Another thing, is it ood to buy a used turbo on ebay??


----------



## Galimba1 (Aug 16, 2002)

dburone said:


> Well that....what is DSM???
> Another thing, is it ood to buy a used turbo on ebay??


Diamond Star Motors


----------



## Jasper (Apr 2, 2004)

dburone said:


> Well that....what is DSM???
> Another thing, is it ood to buy a used turbo on ebay??


google helps with questions like this, or search function.
as far as ebay goes. dont. its that simple. theres usually a reason y someone is selling a turbo (broken, rebuilt, wrong one, etc.) as well as the large amount of fake brand turbos (companies / people buy Garrett housings, rebuild them with their own parts and resell as if they were genuine Garrett turbos. ...they're not even worth the metal they're made of.

http://www.google.com/search?hl=en&ie=ISO-8859-1&oe=ISO-8859-1&q="DSM+Turbo"

http://www.dsmparts.com/turbo_big_16g.htm

just looking at that link, you notice that DSM is a brand


----------



## dburone (Apr 2, 2004)

Thanks a lot for your replys!!!
About ebay, you say that something like this:

http://cgi.ebay.com/ebaymotors/ws/eBayISAPI.dll?ViewItem&item=2477134827&ssPageName=ADME:B:DS:MT:28


isn´t any good??


----------



## Jasper (Apr 2, 2004)

dburone said:


> Thanks a lot for your replys!!!
> About ebay, you say that something like this:
> 
> http://cgi.ebay.com/ebaymotors/ws/eBayISAPI.dll?ViewItem&item=2477134827&ssPageName=ADME:B:DS:MT:28
> ...


a trueblue brand new Garrett T25 is about $500-$600 retail. theres no way that guy is selling a brand new T25 for $220. its a cheap rebuild with a garrett housing, i'd bet my life on it


----------



## Chuck (Nov 19, 2003)

and the oil/water fittings are impossible to find.. end of it.. I went to SEVERAL hydro/electric stores, and hardware stores. its not NPT, its not BSPT, its not MPT, its not any thread.. i swear.. its a GAY small **** turbo


----------



## James (Apr 29, 2002)

03SentraXE said:


> just looking at that link, you notice that DSM is a brand


Of course its a brand... Mitsubishi motors! Ever look at their insignia on their cars? Looks like a Star made of diamonds huh?


----------



## djmamayek (Aug 26, 2003)

James said:


> Of course its a brand... Mitsubishi motors! Ever look at their insignia on their cars? Looks like a Star made of diamonds huh?
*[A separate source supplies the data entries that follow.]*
use pretty_assertions::assert_eq;

pub(super) use super::draw_prompts;
pub(super) use super::reduce;
pub(super) use super::CsbEffect;
pub(super) use crate::actions::AppAction;
pub(super) use crate::actions::ExportKind;
pub(super) use crate::actions::PersistScope;
pub(super) use crate::actions::RuntimeAction;
pub(super) use crate::actions::UserAction;
pub(super) use crate::catalog::ThemeKey;
pub(super) use crate::fader::FaderKey;
pub(super) use crate::state::AppState;
pub(super) use crate::state::AppTab;
pub(super) use crate::state::ExplorationMode;
pub(super) use crate::state::ExplorationPhase;
pub(super) use crate::state::LogBuffer;
pub(super) use crate::state::LogEntry;
pub(super) use crate::state::LogLevel;
pub(super) use crate::state::LogSource;
pub(super) use crate::state::Overlay;
pub(super) use crate::state::PairId;

mod overlays;
mod soundboard;

fn state() -> AppState {
    AppState::default()
}

/// First ten themes in catalogue order.
fn ten_keys() -> Vec<ThemeKey> {
    ThemeKey::ALL.iter().take(10).copied().collect()
}

fn user(state: &mut AppState, action: UserAction) -> Vec<CsbEffect> {
    reduce(state, AppAction::User(action))
}

fn run_runtime(state: &mut AppState, action: RuntimeAction) -> Vec<CsbEffect> {
    reduce(state, AppAction::Runtime(action))
}

fn fill_wheel(state: &mut AppState) {
    for (slot, key) in ten_keys().into_iter().enumerate() {
        user(state, UserAction::AssignSlot { slot, key });
    }
    assert!(state.wheel_full());
}

fn assert_persists(effects: &[CsbEffect], scope: PersistScope) {
    assert!(
        effects.contains(&CsbEffect::Persist(scope)),
        "expected Persist({scope:?}) in {effects:?}"
    );
}

fn messages(state: &AppState) -> Vec<String> {
    state
        .activity
        .iter()
        .map(|entry| entry.message.to_string())
        .collect()
}

#[test]
fn helpers_build_a_full_wheel() {
    let mut state = state();
    fill_wheel(&mut state);
    assert_eq!(state.wheel.selection.keys(), ten_keys());
}
use anyhow::Context;
use anyhow::Result;
use csb_core::persistence::FileStateStore;
use csb_core::persistence::StateStore;
use csb_core::reduce;
use csb_core::AppAction;
use csb_core::AppState;
use csb_core::CsbEffect;
use csb_core::LogLevel;
use csb_core::LogSource;

use crate::settings::Settings;

/// Application state bound to the store it hydrates from and persists to.
pub struct Session<S: StateStore> {
    pub state: AppState,
    store: S,
}

impl Session<FileStateStore> {
    pub fn open(settings: &Settings) -> Result<Self> {
        let store = FileStateStore::open(&settings.data_dir).with_context(|| {
            format!(
                "failed to open state directory {}",
                settings.data_dir.display()
            )
        })?;
        tracing::info!(data_dir = %settings.data_dir.display(), "opened state store");
        Ok(Self::with_store(AppState::new(&settings.config), store))
    }
}

impl<S: StateStore> Session<S> {
    pub fn with_store(mut state: AppState, store: S) -> Self {
        csb_core::hydrate_state(&mut state, &store);
        Self { state, store }
    }

    /// Reduce `action`, write any persisted scopes, and hand back the rest.
    pub fn dispatch(&mut self, action: AppAction) -> Vec<CsbEffect> {
        let effects = reduce(&mut self.state, action);
        self.apply_persistence(effects)
    }

    fn apply_persistence(&mut self, effects: Vec<CsbEffect>) -> Vec<CsbEffect> {
        let mut remaining = Vec::with_capacity(effects.len());
        for effect in effects {
            match effect {
                CsbEffect::Persist(scope) => {
                    if let Err(err) = csb_core::persist_state(&self.state, &mut self.store, scope) {
                        tracing::warn!(?scope, error = %err, "failed to persist state");
                        self.state.log(
                            LogLevel::Warn,
                            LogSource::Store,
                            format!("Could not save changes: {err}"),
                        );
                    }
                }
                other => remaining.push(other),
            }
        }
        remaining
    }

    #[cfg(test)]
    pub fn store(&self) -> &S {
        &self.store
    }
}
fn press_fader<S: StateStore>(
    session: &mut Session<S>,
    body: Rect,
    column: u16,
    row: u16,
) -> Vec<CsbEffect> {
    let faders = soundboard_layout(session.state.soundboard.selection.count(), body);
    let Some(idx) = faders
        .columns
        .iter()
        .position(|area| contains(*area, column, row))
    else {
        return Vec::new();
    };
    let Some(theme) = session.state.soundboard.selection.slot(idx) else {
        return Vec::new();
    };
    let mut effects = dispatch(session, UserAction::FocusChannel(idx));
    let track = fader_track(faders.columns[idx]);
    if !contains(track, column, row) {
        return effects;
    }
    let pointer_y = fader_pointer(&session.state, track, row);
    effects.extend(dispatch(
        session,
        UserAction::BeginFaderDrag {
            key: theme,
            pointer_y,
            track_top: 0.0,
        },
    ));
    effects
}

/// Map a terminal row on the track to a pointer in fader geometry units,
/// with the top row at 100 and the bottom row at 0.
fn fader_pointer(state: &AppState, track: Rect, row: u16) -> f64 {
    let geometry = &state.fader_geometry;
    let rows = f64::from(track.height.max(2) - 1);
    let offset = f64::from(row.saturating_sub(track.y)).min(rows);
    offset / rows * geometry.range() + geometry.handle_height / 2.0
}

fn click_wheel<S: StateStore>(
    session: &mut Session<S>,
    body: Rect,
    column: u16,
    row: u16,
) -> Vec<CsbEffect> {
    let (wheel_area, _) = dominant_layout(body);
    let canvas = wheel_canvas(wheel_area);
    let geometry = session.state.wheel_geometry;
    let Some(point) = cell_to_wheel_point(canvas, geometry.size, column, row) else {
        return Vec::new();
    };
    let Some(slot) = wheel::ring_slot_at(&geometry, point) else {
        return Vec::new();
    };
    let mut effects = dispatch(session, UserAction::FocusSlot(slot));
    let state = &session.state;
    let theme = state.wheel.selection.slot(slot);
    let action = match theme {
        None => UserAction::OpenPicker,
        Some(theme) if state.wheel.pairwise.mode() != ExplorationMode::Off && state.wheel_full() => {
            UserAction::TogglePick(theme)
        }
        Some(theme) => UserAction::OpenThemeDetail(theme),
    };
    effects.extend(dispatch(session, action));
    effects
}

/// Centre of a terminal cell in wheel coordinates (SVG orientation, y down).
fn cell_to_wheel_point(canvas: Rect, size: f64, column: u16, row: u16) -> Option<Point> {
    if !contains(canvas, column, row) {
        return None;
    }
    let x = (f64::from(column - canvas.x) + 0.5) / f64::from(canvas.width) * size;
    let y = (f64::from(row - canvas.y) + 0.5) / f64::from(canvas.height) * size;
    Some(Point::new(x, y))
}

#[derive(Clone, Copy)]
struct UiPalette {
    accent: Color,
    warning: Color,
    danger: Color,
    muted: Color,
    border: Color,
    panel_bg: Color,
    neutral_fill: Color,
    empty_fill: Color,
    pick: Color,
}

const PALETTE: UiPalette = UiPalette {
    accent: Color::Cyan,
    warning: Color::Yellow,
    danger: Color::Red,
    muted: Color::DarkGray,
    border: Color::Gray,
    panel_bg: Color::Black,
    neutral_fill: Color::Gray,
    empty_fill: Color::Rgb(55, 60, 66),
    pick: Color::LightYellow,
};

fn domain_color(theme: ThemeKey) -> Color {
    let (r, g, b) = theme.domain().rgb();
    Color::Rgb(r, g, b)
}

struct ScreenLayout {
    header: Rect,
    tabs: Rect,
    body: Rect,
    activity: Rect,
    footer: Rect,
}

fn screen_layout(area: Rect) -> ScreenLayout {
    let chunks = Layout::default()
        .direction(Direction::Vertical)
        .constraints([
            Constraint::Length(1),
            Constraint::Length(3),
            Constraint::Min(10),
            Constraint::Length(5),
            Constraint::Length(1),
        ])
        .split(area);
    ScreenLayout {
        header: chunks[0],
        tabs: chunks[1],
        body: chunks[2],
        activity: chunks[3],
        footer: chunks[4],
    }
}

struct SoundboardLayout {
    columns: Vec<Rect>,
    detail: Rect,
    invest: Rect,
}

fn soundboard_layout(channels: usize, body: Rect) -> SoundboardLayout {
    let rows = Layout::default()
        .direction(Direction::Vertical)
        .constraints([Constraint::Min(8), Constraint::Length(7)])
        .split(body);
    let columns = if channels == 0 {
        Vec::new()
    } else {
        let ratios: Vec<Constraint> = (0..channels)
            .map(|_| Constraint::Ratio(1, channels as u32))
            .collect();
        Layout::default()
            .direction(Direction::Horizontal)
            .constraints(ratios)
            .split(rows[0])
            .to_vec()
    };
    let bottom = Layout::default()
        .direction(Direction::Horizontal)
        .constraints([Constraint::Percentage(50), Constraint::Percentage(50)])
        .split(rows[1]);
    SoundboardLayout {
        columns,
        detail: bottom[0],
        invest: bottom[1],
    }
}

/// Rows of a channel column that make up the fader track.
fn fader_track(column: Rect) -> Rect {
    let inner = Rect {
        x: column.x + 1,
        y: column.y + 1,
        width: column.width.saturating_sub(2),
        height: column.height.saturating_sub(2),
    };
    Rect {
        height: inner.height.saturating_sub(2),
        ..inner
    }
}

fn dominant_layout(body: Rect) -> (Rect, Rect) {
    let chunks = Layout::default()
        .direction(Direction::Horizontal)
        .constraints([Constraint::Percentage(55), Constraint::Percentage(45)])
        .split(body);
    (chunks[0], chunks[1])
}

/// Area inside the wheel panel, widened two cells per row so the ring looks round.
fn wheel_canvas(panel: Rect) -> Rect {
    let inner = Rect {
        x: panel.x + 1,
        y: panel.y + 1,
        width: panel.width.saturating_sub(2),
        height: panel.height.saturating_sub(2),
    };
    let height = inner.height.min(inner.width / 2).max(1);
    let width = (height * 2).min(inner.width).max(1);
    Rect {
        x: inner.x + inner.width.saturating_sub(width) / 2,
        y: inner.y + inner.height.saturating_sub(height) / 2,
        width,
        height,
    }
}

fn ui(f: &mut ratatui::Frame, state: &AppState, local: &UiLocal) {
    let palette = PALETTE;
    let screen = screen_layout(f.area());

    let header = format!(
        "CliftonStrengths Soundboard | soundboard {}/{} | wheel {}/{} | explore: {}",
        state.soundboard.selection.count(),
        state.soundboard.selection.capacity(),
        state.wheel.selection.count(),
        state.wheel.selection.capacity(),
        state.wheel.pairwise.mode().label(),
    );
    f.render_widget(
        Paragraph::new(header).style(Style::default().fg(palette.accent)),
        screen.header,
    );

    let titles: Vec<Line> = AppTab::ALL.iter().map(|tab| Line::from(tab_title(*tab))).collect();
    let selected = AppTab::ALL
        .iter()
        .position(|tab| *tab == state.routing.tab)
        .unwrap_or(0);
    let tabs = Tabs::new(titles)
        .select(selected)
        .block(
            Block::default()
                .borders(Borders::ALL)
                .border_style(Style::default().fg(palette.border)),
        )
        .highlight_style(
            Style::default()
                .fg(palette.accent)
                .add_modifier(Modifier::BOLD),
        );
    f.render_widget(tabs, screen.tabs);

    match state.routing.tab {
        AppTab::Soundboard => render_soundboard(f, screen.body, state, palette),
        AppTab::Dominant => render_dominant(f, screen.body, state, local, palette),
        AppTab::Communication => render_communication(f, screen.body, state, palette),
        AppTab::BalconyBasement => render_balcony_basement(f, screen.body, state, palette),
    }

    render_activity(f, screen.activity, state, palette);

    let footer = match (state.routing.tab, local.editor.is_some()) {
        (_, true) => "Typing answer: Enter save+next | Up previous | Esc stop",
        (AppTab::Soundboard, _) => {
            "a add/remove | ←/→ channel | ↑/↓ Home/End level | r reset | R random | v invest | o explore | e export | i import | ? help | q quit"
        }
        (AppTab::Dominant, _) => {
            "a pick | ←/→ slot | Enter details | x clear | d colours | m mode | Space pick pair | w write | y copy | s svg | n notes | q quit"
        }
        _ => "←/→ theme | o explore questions | Tab next view | ? help | q quit",
    };
    f.render_widget(
        Paragraph::new(footer).style(Style::default().fg(palette.muted)),
        screen.footer,
    );

    render_overlay(f, state, palette);
}

fn panel(title: impl Into<String>, palette: UiPalette) -> Block<'static> {
    Block::default()
        .borders(Borders::ALL)
        .border_style(Style::default().fg(palette.border))
        .title(title.into())
}

fn render_soundboard(f: &mut ratatui::Frame, area: Rect, state: &AppState, palette: UiPalette) {
    let keys = state.soundboard.selection.keys();
    let layout = soundboard_layout(keys.len(), area);

    if keys.is_empty() {
        let empty = Paragraph::new("No themes on the soundboard. Press a to add some.")
            .alignment(Alignment::Center)
            .block(panel("Soundboard", palette));
        f.render_widget(empty, area);
        return;
    }

    for (idx, (theme, column)) in keys.iter().zip(&layout.columns).enumerate() {
        render_channel(
            f,
            *column,
            state,
            *theme,
            idx == state.interaction.focus_channel,
            palette,
        );
    }

    let mut detail = Vec::new();
    if let Some(theme) = state.focused_channel_key() {
        let level = state.soundboard.level(theme);
        detail.push(Line::from(Span::styled(
            theme.trademarked_name(),
            Style::default()
                .fg(domain_color(theme))
                .add_modifier(Modifier::BOLD),
        )));
        detail.push(Line::from(theme.theme().blurb));
        if fader::is_overused(level) {
            detail.push(Line::from(Span::styled(
                format!("Blind spot: {}", fader::overused_warning(theme)),
                Style::default().fg(palette.danger),
            )));
        }
    }
    f.render_widget(
        Paragraph::new(detail)
            .wrap(Wrap { trim: true })
            .block(panel("Focused theme", palette)),
        layout.detail,
    );

    let focus: Vec<Line> = guides::combined_investment_focus(&keys)
        .into_iter()
        .map(Line::from)
        .collect();
    f.render_widget(
        Paragraph::new(focus)
            .wrap(Wrap { trim: true })
            .block(panel("Investment focus", palette)),
        layout.invest,
    );
}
No, Diamond Star Motors was the company created in the colaboration between chrystler (star) and Mitsubishi (diamond) which gave us the mitsubishi eclipse 89-99, eagle talon 89-98, and plymouth laser 89-94. The first generation cars came with the mitsu 4g63 with a mitsubishi heavy industries 14b turbocharger, the second generation (2g) cars came with a revised version of the 4g63 and a garret t-too-small, t25.

So dsm is not a brand as you think of a brand because they were not marketed as DSM's, they were marketed under the labels of their mother companies.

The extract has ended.